● WHAT NEEDS TO BE DONE
How many lines of the entries below include the word "vars"? Answer with the number alone.

[DATA LISTING — start]

//! Time ranges requested by the dashboard

use crate::error::{MonitorError, Result};
use chrono::{DateTime, Datelike, NaiveDate, TimeZone, Utc};
use serde::{Deserialize, Serialize};
use std::fmt;

/// First day shown by a freshly opened dashboard
const DASHBOARD_START: (i32, u32, u32) = (2023, 1, 1);

/// Closed interval `[start, end]` of UTC instants
///
/// Always satisfies `start <= end`. The fields are private so the invariant
/// holds for every value in circulation; a view replaces its range wholesale
/// instead of editing it.
#[derive(Debug, Clone, Copy, PartialEq, Eq, Hash, Serialize)]
pub struct TimeRange {
    start: DateTime<Utc>,
    end: DateTime<Utc>,
}

impl TimeRange {
    /// Create a range, rejecting `start > end`
    pub fn new(start: DateTime<Utc>, end: DateTime<Utc>) -> Result<Self> {
        if start > end {
            return Err(MonitorError::InvalidRange(format!(
                "start {} is after end {}",
                start.to_rfc3339(),
                end.to_rfc3339()
            )));
        }
        Ok(Self { start, end })
    }

    /// Range from `start` up to now
    pub fn since(start: DateTime<Utc>) -> Result<Self> {
        Self::new(start, Utc::now())
    }

    /// The range a dashboard opens with: 2023-01-01 until now
    pub fn dashboard_default() -> Self {
        let (y, m, d) = DASHBOARD_START;
        let start = Utc
            .with_ymd_and_hms(y, m, d, 0, 0, 0)
            .single()
            .unwrap_or(DateTime::<Utc>::MIN_UTC);
        let end = Utc::now().max(start);
        Self { start, end }
    }

    /// Parse both bounds from `YYYY-MM-DD` or RFC 3339 strings
    ///
    /// A bare date as the end bound means the end of that day.
    pub fn parse(start: &str, end: &str) -> Result<Self> {
        let start = parse_instant(start, false)?;
        let end = parse_instant(end, true)?;
        Self::new(start, end)
    }

    pub fn start(&self) -> DateTime<Utc> {
        self.start
    }

    pub fn end(&self) -> DateTime<Utc> {
        self.end
    }

    /// Whether `instant` falls inside the range (both ends inclusive)
    pub fn contains(&self, instant: DateTime<Utc>) -> bool {
        self.start <= instant && instant <= self.end
    }

    /// Calendar quarter of the end bound, e.g. `2024Q2`
    pub fn quarter_label(&self) -> String {
        quarter_label(self.end)
    }
}

impl fmt::Display for TimeRange {
    fn fmt(&self, f: &mut fmt::Formatter<'_>) -> fmt::Result {
        write!(
            f,
            "{}..{}",
            self.start.format("%Y-%m-%d"),
            self.end.format("%Y-%m-%d")
        )
    }
}

// Deserialization goes through `new` so the ordering invariant cannot be bypassed.
impl<'de> Deserialize<'de> for TimeRange {
    fn deserialize<D>(deserializer: D) -> std::result::Result<Self, D::Error>
    where
        D: serde::Deserializer<'de>,
    {
        #[derive(Deserialize)]
        struct Raw {
            start: DateTime<Utc>,
            end: DateTime<Utc>,
        }

        let raw = Raw::deserialize(deserializer)?;
        Self::new(raw.start, raw.end).map_err(serde::de::Error::custom)
    }
}

/// Calendar quarter label for an instant, e.g. `2024Q1`
pub fn quarter_label(instant: DateTime<Utc>) -> String {
    format!("{}Q{}", instant.year(), (instant.month() - 1) / 3 + 1)
}

fn parse_instant(raw: &str, end_of_day: bool) -> Result<DateTime<Utc>> {
    let raw = raw.trim();

    if let Ok(instant) = DateTime::parse_from_rfc3339(raw) {
        return Ok(instant.with_timezone(&Utc));
    }

    let date = NaiveDate::parse_from_str(raw, "%Y-%m-%d")
        .map_err(|e| MonitorError::InvalidRange(format!("cannot parse '{raw}': {e}")))?;
    let time = if end_of_day {
        date.and_hms_opt(23, 59, 59)
    } else {
        date.and_hms_opt(0, 0, 0)
    };

    time.map(|t| t.and_utc())
        .ok_or_else(|| MonitorError::InvalidRange(format!("cannot parse '{raw}'")))
}
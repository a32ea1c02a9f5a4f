//! Fan-out/join over the five metric sources
//!
//! [`Aggregator::aggregate`] never fails as a whole. Whatever subset of
//! sources fails, the caller gets a complete snapshot (failed sections at
//! their zero default) and a list naming each failed adapter.

use crate::config::MonitorConfig;
use crate::sources::Sources;
use monitor_core::{
    MetricSnapshot, MetricSource, ProviderRecord, SourceError, SourceFailure, SourceId, TimeRange,
};
use serde::Serialize;
use std::sync::Arc;
use std::time::Duration;
use tracing::{info, warn};

/// Result of one aggregation cycle
#[derive(Debug, Clone, PartialEq, Serialize)]
pub struct AggregateReport {
    pub snapshot: MetricSnapshot,
    /// Failed adapters in `venture, azure, gcp, aws, nvidia` order
    pub failures: Vec<SourceFailure>,
}

impl AggregateReport {
    /// Every source succeeded
    pub fn is_complete(&self) -> bool {
        self.failures.is_empty()
    }

    /// Every source failed
    pub fn is_total_outage(&self) -> bool {
        self.failures.len() == SourceId::ALL.len()
    }
}

/// Issues all source fetches concurrently and joins the results
pub struct Aggregator {
    sources: Sources,
    source_timeout: Option<Duration>,
}

impl Aggregator {
    pub fn new(sources: Sources) -> Self {
        Self {
            sources,
            source_timeout: None,
        }
    }

    /// HTTP-backed aggregator for the endpoints in `config`
    pub fn from_config(config: &MonitorConfig) -> monitor_core::Result<Self> {
        Ok(Self::new(Sources::from_config(config)?))
    }

    /// Report a source as unavailable if its fetch takes longer than `timeout`
    pub fn with_source_timeout(mut self, timeout: Duration) -> Self {
        self.source_timeout = Some(timeout);
        self
    }

    /// Fetch from every source for `range` and join the results
    ///
    /// Waits for all five fetches to settle. Each source is called exactly
    /// once; retries, if wanted, belong in the sources themselves.
    pub async fn aggregate(&self, range: &TimeRange) -> AggregateReport {
        info!(%range, "starting aggregation");

        let (venture, azure, gcp, aws, nvidia) = tokio::join!(
            self.fetch(&self.sources.venture, range),
            self.fetch(&self.sources.azure, range),
            self.fetch(&self.sources.gcp, range),
            self.fetch(&self.sources.aws, range),
            self.fetch(&self.sources.nvidia, range),
        );

        let mut snapshot = MetricSnapshot::zeroed(*range);
        let mut failures = Vec::new();

        let results = [
            (SourceId::VentureData, venture),
            (SourceId::AzureMetrics, azure),
            (SourceId::GcpMetrics, gcp),
            (SourceId::AwsMetrics, aws),
            (SourceId::NvidiaMetrics, nvidia),
        ];

        for (slot, result) in results {
            match result.and_then(|record| check_slot(slot, record)) {
                Ok(record) => apply(&mut snapshot, record),
                Err(e) => {
                    warn!(
                        adapter = %slot,
                        provider = slot.provider_name(),
                        error = %e,
                        "source failed"
                    );
                    failures.push(SourceFailure::new(slot, &e));
                }
            }
        }

        info!(
            %range,
            failed = failures.len(),
            succeeded = SourceId::ALL.len() - failures.len(),
            "aggregation complete"
        );

        AggregateReport { snapshot, failures }
    }

    async fn fetch(
        &self,
        source: &Arc<dyn MetricSource>,
        range: &TimeRange,
    ) -> Result<ProviderRecord, SourceError> {
        match self.source_timeout {
            Some(limit) => tokio::time::timeout(limit, source.fetch(range))
                .await
                .unwrap_or_else(|_| {
                    Err(SourceError::unavailable(format!("no response within {limit:?}")))
                }),
            None => source.fetch(range).await,
        }
    }
}

/// A record must belong to the slot it was fetched for
fn check_slot(slot: SourceId, record: ProviderRecord) -> Result<ProviderRecord, SourceError> {
    if record.source_id() == slot {
        Ok(record)
    } else {
        Err(SourceError::invalid(format!(
            "expected a {slot} record, got {}",
            record.source_id()
        )))
    }
}

fn apply(snapshot: &mut MetricSnapshot, record: ProviderRecord) {
    match record {
        ProviderRecord::Venture(venture) => snapshot.venture_investment = venture,
        ProviderRecord::Cloud { provider, metrics } => {
            snapshot.cloud_workloads.set(provider, metrics);
        }
        ProviderRecord::Nvidia(nvidia) => snapshot.nvidia_metrics = nvidia,
    }
}
//! Shared utilities for the AI market monitor
//!
//! Logging setup and the application-level settings shared by the library
//! crates and the `ai-monitor` binary.

pub mod config;
pub mod logging;

pub use config::AppConfig;
pub use logging::{init_tracing, init_tracing_with};
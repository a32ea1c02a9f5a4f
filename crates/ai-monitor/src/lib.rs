//! AI market monitor
//!
//! Fetches quarterly AI-market metrics from five upstream providers and turns
//! them into dashboard chart series:
//!
//! - venture investment in AI companies (VC database)
//! - GPU utilization and AI service usage on Azure, GCP and AWS
//! - NVIDIA order estimates and reported financials (SEC filings + news)
//!
//! # Architecture
//!
//! - [`sources`]: one [`MetricSource`](monitor_core::MetricSource) adapter per provider
//! - [`Aggregator`]: concurrent fan-out to all adapters, joined into a
//!   [`MetricSnapshot`](monitor_core::MetricSnapshot) that tolerates partial failure
//! - [`DashboardView`]: holds the range and latest snapshot, re-aggregates on
//!   range changes, and derives a [`ChartSet`] for a [`ChartRenderer`]
//!
//! # Example
//!
//! ```rust,ignore
//! use ai_monitor::{Aggregator, DashboardView, MonitorConfig, TableRenderer};
//! use std::sync::Arc;
//!
//! #[tokio::main]
//! async fn main() -> anyhow::Result<()> {
//!     let config = MonitorConfig::from_env()?;
//!     let aggregator = Arc::new(Aggregator::from_config(&config)?);
//!
//!     let view = DashboardView::with_default_range(aggregator);
//!     view.mount().await?;
//!     view.render(&TableRenderer::new())?;
//!
//!     Ok(())
//! }
//! ```

pub mod aggregator;
pub mod config;
pub mod render;
pub mod series;
pub mod sources;
pub mod view;

#[cfg(test)]
pub(crate) mod test_support;

// Re-export main types for convenience
pub use aggregator::{AggregateReport, Aggregator};
pub use config::{Endpoints, MonitorConfig, SourceEndpoint};
pub use render::{ChartRenderer, TableRenderer};
pub use series::{ChartSet, LineSeries, PieSlice, SeriesPoint};
pub use sources::{RetryPolicy, RetryingSource, Sources};
pub use view::{DashboardView, ViewState};

pub use monitor_core::{
    MetricSnapshot, MonitorError, Result, SourceError, SourceFailure, SourceId, TimeRange,
};
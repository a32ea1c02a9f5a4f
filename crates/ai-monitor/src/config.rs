//! Configuration for the metric sources and aggregation

use monitor_core::{MonitorError, Result};
use monitor_utils::AppConfig;
use serde::{Deserialize, Serialize};
use std::time::Duration;
use url::Url;

const ENV_PREFIX: &str = "AI_MONITOR";

/// Upper bound for `max_retries`
pub const MAX_RETRIES: u32 = 10;

/// Where one upstream endpoint lives and how to authenticate against it
#[derive(Debug, Clone, PartialEq, Eq, Serialize, Deserialize)]
pub struct SourceEndpoint {
    /// Endpoint queried with the requested range
    pub url: Url,
    /// Bearer token, if the provider requires one
    pub api_key: Option<String>,
}

impl SourceEndpoint {
    /// Endpoint from a URL string
    pub fn parse(url: &str) -> Result<Self> {
        let url = Url::parse(url)
            .map_err(|e| MonitorError::ConfigError(format!("invalid endpoint URL '{url}': {e}")))?;
        Ok(Self { url, api_key: None })
    }

    /// Attach a bearer token
    pub fn with_api_key(mut self, key: impl Into<String>) -> Self {
        self.api_key = Some(key.into());
        self
    }

    fn default_for(url: &str) -> Self {
        Self {
            url: Url::parse(url).expect("built-in endpoint URL is valid"),
            api_key: None,
        }
    }
}

/// Upstream endpoints, one per adapter (NVIDIA has two sub-fetches)
#[derive(Debug, Clone, PartialEq, Eq, Serialize, Deserialize)]
pub struct Endpoints {
    pub venture: SourceEndpoint,
    pub azure: SourceEndpoint,
    pub gcp: SourceEndpoint,
    pub aws: SourceEndpoint,
    pub nvidia_filings: SourceEndpoint,
    pub nvidia_news: SourceEndpoint,
}

impl Default for Endpoints {
    fn default() -> Self {
        Self {
            venture: SourceEndpoint::default_for("https://api.cbinsights.com/v2/deals"),
            azure: SourceEndpoint::default_for("https://management.azure.com/metrics"),
            gcp: SourceEndpoint::default_for(
                "https://monitoring.googleapis.com/v3/projects/-/timeSeries",
            ),
            aws: SourceEndpoint::default_for(
                "https://monitoring.us-east-1.amazonaws.com/metric-data",
            ),
            nvidia_filings: SourceEndpoint::default_for(
                "https://data.sec.gov/api/nvidia/quarterly",
            ),
            nvidia_news: SourceEndpoint::default_for("https://finnhub.io/api/v1/nvidia/orders"),
        }
    }
}

impl Endpoints {
    fn iter_mut(&mut self) -> impl Iterator<Item = (&'static str, &mut SourceEndpoint)> {
        [
            ("VENTURE", &mut self.venture),
            ("AZURE", &mut self.azure),
            ("GCP", &mut self.gcp),
            ("AWS", &mut self.aws),
            ("NVIDIA_FILINGS", &mut self.nvidia_filings),
            ("NVIDIA_NEWS", &mut self.nvidia_news),
        ]
        .into_iter()
    }

    fn iter(&self) -> impl Iterator<Item = &SourceEndpoint> {
        [
            &self.venture,
            &self.azure,
            &self.gcp,
            &self.aws,
            &self.nvidia_filings,
            &self.nvidia_news,
        ]
        .into_iter()
    }
}

/// Configuration for the monitor
#[derive(Debug, Clone, Serialize, Deserialize)]
pub struct MonitorConfig {
    /// Application identity
    pub app: AppConfig,

    /// Upstream endpoints
    pub endpoints: Endpoints,

    /// Per-request upstream timeout; exceeding it is reported as unavailable
    pub request_timeout: Duration,

    /// Requests per minute allowed against each provider
    pub rate_limit_per_minute: u32,

    /// Number of deals kept in `top_deals`
    pub top_deals_limit: usize,

    /// Maximum attempts for callers that opt into retries
    pub max_retries: u32,

    /// Initial backoff duration for retries
    pub retry_backoff_base: Duration,
}

impl Default for MonitorConfig {
    fn default() -> Self {
        Self {
            app: AppConfig::default(),
            endpoints: Endpoints::default(),
            request_timeout: Duration::from_secs(30),
            rate_limit_per_minute: 60,
            top_deals_limit: 10,
            max_retries: 3,
            retry_backoff_base: Duration::from_secs(1),
        }
    }
}

impl MonitorConfig {
    /// Create a new configuration builder
    pub fn builder() -> MonitorConfigBuilder {
        MonitorConfigBuilder::default()
    }

    /// Defaults overridden by `AI_MONITOR_*` environment variables
    ///
    /// Recognized: `AI_MONITOR_<SOURCE>_URL`, `AI_MONITOR_<SOURCE>_API_KEY`
    /// for `VENTURE`, `AZURE`, `GCP`, `AWS`, `NVIDIA_FILINGS`, `NVIDIA_NEWS`,
    /// plus `AI_MONITOR_TIMEOUT_SECS` and `AI_MONITOR_RATE_LIMIT`.
    pub fn from_env() -> Result<Self> {
        Self::from_lookup(|key| std::env::var(key).ok())
    }

    /// Like [`from_env`](Self::from_env) with an injectable variable lookup
    pub fn from_lookup(lookup: impl Fn(&str) -> Option<String>) -> Result<Self> {
        let mut config = Self::default();

        for (name, endpoint) in config.endpoints.iter_mut() {
            if let Some(url) = lookup(&format!("{ENV_PREFIX}_{name}_URL")) {
                endpoint.url = SourceEndpoint::parse(&url)?.url;
            }
            if let Some(key) = lookup(&format!("{ENV_PREFIX}_{name}_API_KEY")) {
                endpoint.api_key = Some(key);
            }
        }

        if let Some(secs) = lookup(&format!("{ENV_PREFIX}_TIMEOUT_SECS")) {
            let secs = secs.parse::<u64>().map_err(|e| {
                MonitorError::ConfigError(format!("{ENV_PREFIX}_TIMEOUT_SECS: {e}"))
            })?;
            config.request_timeout = Duration::from_secs(secs);
        }

        if let Some(limit) = lookup(&format!("{ENV_PREFIX}_RATE_LIMIT")) {
            config.rate_limit_per_minute = limit.parse::<u32>().map_err(|e| {
                MonitorError::ConfigError(format!("{ENV_PREFIX}_RATE_LIMIT: {e}"))
            })?;
        }

        config.validate()?;
        Ok(config)
    }

    /// Validate the configuration
    pub fn validate(&self) -> Result<()> {
        if self.request_timeout.is_zero() {
            return Err(MonitorError::ConfigError(
                "request_timeout must be greater than 0".to_string(),
            ));
        }

        if self.rate_limit_per_minute == 0 {
            return Err(MonitorError::ConfigError(
                "rate_limit_per_minute must be greater than 0".to_string(),
            ));
        }

        if self.top_deals_limit == 0 {
            return Err(MonitorError::ConfigError(
                "top_deals_limit must be greater than 0".to_string(),
            ));
        }

        if self.max_retries == 0 || self.max_retries > MAX_RETRIES {
            return Err(MonitorError::ConfigError(format!(
                "max_retries must be between 1 and {MAX_RETRIES}"
            )));
        }

        if let Some(endpoint) = self
            .endpoints
            .iter()
            .find(|e| !matches!(e.url.scheme(), "http" | "https"))
        {
            return Err(MonitorError::ConfigError(format!(
                "endpoint {} must use http or https",
                endpoint.url
            )));
        }

        Ok(())
    }

    /// Get retry backoff duration for attempt number
    ///
    /// Saturates at `Duration::MAX` instead of overflowing.
    pub fn retry_backoff(&self, attempt: u32) -> Duration {
        2_u32
            .checked_pow(attempt)
            .and_then(|factor| self.retry_backoff_base.checked_mul(factor))
            .unwrap_or(Duration::MAX)
    }
}

/// Builder for MonitorConfig
#[derive(Debug, Default)]
pub struct MonitorConfigBuilder {
    app: Option<AppConfig>,
    endpoints: Option<Endpoints>,
    request_timeout: Option<Duration>,
    rate_limit_per_minute: Option<u32>,
    top_deals_limit: Option<usize>,
    max_retries: Option<u32>,
    retry_backoff_base: Option<Duration>,
}

impl MonitorConfigBuilder {
    /// Set application identity
    pub fn app(mut self, app: AppConfig) -> Self {
        self.app = Some(app);
        self
    }

    /// Set all upstream endpoints
    pub fn endpoints(mut self, endpoints: Endpoints) -> Self {
        self.endpoints = Some(endpoints);
        self
    }

    /// Set request timeout
    pub fn request_timeout(mut self, duration: Duration) -> Self {
        self.request_timeout = Some(duration);
        self
    }

    /// Set the per-provider rate limit
    pub fn rate_limit_per_minute(mut self, limit: u32) -> Self {
        self.rate_limit_per_minute = Some(limit);
        self
    }

    /// Set how many top deals to keep
    pub fn top_deals_limit(mut self, limit: usize) -> Self {
        self.top_deals_limit = Some(limit);
        self
    }

    /// Set maximum retries
    pub fn max_retries(mut self, retries: u32) -> Self {
        self.max_retries = Some(retries);
        self
    }

    /// Set retry backoff base duration
    pub fn retry_backoff_base(mut self, duration: Duration) -> Self {
        self.retry_backoff_base = Some(duration);
        self
    }

    /// Build the configuration
    pub fn build(self) -> Result<MonitorConfig> {
        let defaults = MonitorConfig::default();

        let config = MonitorConfig {
            app: self.app.unwrap_or(defaults.app),
            endpoints: self.endpoints.unwrap_or(defaults.endpoints),
            request_timeout: self.request_timeout.unwrap_or(defaults.request_timeout),
            rate_limit_per_minute: self
                .rate_limit_per_minute
                .unwrap_or(defaults.rate_limit_per_minute),
            top_deals_limit: self.top_deals_limit.unwrap_or(defaults.top_deals_limit),
            max_retries: self.max_retries.unwrap_or(defaults.max_retries),
            retry_backoff_base: self.retry_backoff_base.unwrap_or(defaults.retry_backoff_base),
        };

        config.validate()?;
        Ok(config)
    }
}

#[cfg(test)]
mod tests {
    use super::*;
    use std::collections::HashMap;

    #[test]
    fn test_default_config() {
        let config = MonitorConfig::default();
        assert_eq!(config.request_timeout, Duration::from_secs(30));
        assert_eq!(config.top_deals_limit, 10);
        assert!(config.validate().is_ok());
    }

    #[test]
    fn test_config_builder() {
        let config = MonitorConfig::builder()
            .request_timeout(Duration::from_secs(5))
            .top_deals_limit(3)
            .build()
            .unwrap();

        assert_eq!(config.request_timeout, Duration::from_secs(5));
        assert_eq!(config.top_deals_limit, 3);
        assert_eq!(config.max_retries, 3);
    }

    #[test]
    fn test_validation_zero_timeout() {
        let result = MonitorConfig::builder()
            .request_timeout(Duration::ZERO)
            .build();
        assert!(matches!(result, Err(MonitorError::ConfigError(_))));
    }

    #[test]
    fn test_validation_rejects_non_http_endpoint() {
        let mut config = MonitorConfig::default();
        config.endpoints.aws = SourceEndpoint::parse("ftp://example.com/metrics").unwrap();
        assert!(config.validate().is_err());
    }

    #[test]
    fn test_from_lookup_overrides() {
        let vars: HashMap<&str, &str> = HashMap::from([
            ("AI_MONITOR_GCP_URL", "http://127.0.0.1:9000/gcp"),
            ("AI_MONITOR_GCP_API_KEY", "secret"),
            ("AI_MONITOR_TIMEOUT_SECS", "7"),
        ]);

        let config =
            MonitorConfig::from_lookup(|key| vars.get(key).map(ToString::to_string)).unwrap();

        assert_eq!(config.endpoints.gcp.url.as_str(), "http://127.0.0.1:9000/gcp");
        assert_eq!(config.endpoints.gcp.api_key.as_deref(), Some("secret"));
        assert_eq!(config.endpoints.azure, Endpoints::default().azure);
        assert_eq!(config.request_timeout, Duration::from_secs(7));
    }

    #[test]
    fn test_from_lookup_bad_values() {
        let bad_url = MonitorConfig::from_lookup(|key| {
            (key == "AI_MONITOR_AWS_URL").then(|| "not a url".to_string())
        });
        assert!(bad_url.is_err());

        let bad_timeout = MonitorConfig::from_lookup(|key| {
            (key == "AI_MONITOR_TIMEOUT_SECS").then(|| "soon".to_string())
        });
        assert!(bad_timeout.is_err());
    }

    #[test]
    fn test_retry_backoff() {
        let config = MonitorConfig::default();
        assert_eq!(config.retry_backoff(0), Duration::from_secs(1));
        assert_eq!(config.retry_backoff(1), Duration::from_secs(2));
        assert_eq!(config.retry_backoff(2), Duration::from_secs(4));
    }

    #[test]
    fn test_retry_backoff_saturates() {
        let config = MonitorConfig::default();
        assert_eq!(config.retry_backoff(40), Duration::MAX);
        assert_eq!(config.retry_backoff(u32::MAX), Duration::MAX);
    }

    #[test]
    fn test_validation_bounds_max_retries() {
        assert!(MonitorConfig::builder().max_retries(MAX_RETRIES).build().is_ok());

        let result = MonitorConfig::builder().max_retries(40).build();
        assert!(matches!(result, Err(MonitorError::ConfigError(_))));

        let result = MonitorConfig::builder().max_retries(0).build();
        assert!(matches!(result, Err(MonitorError::ConfigError(_))));
    }
}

[DATA LISTING — finish]

● ANSWER SECTION
2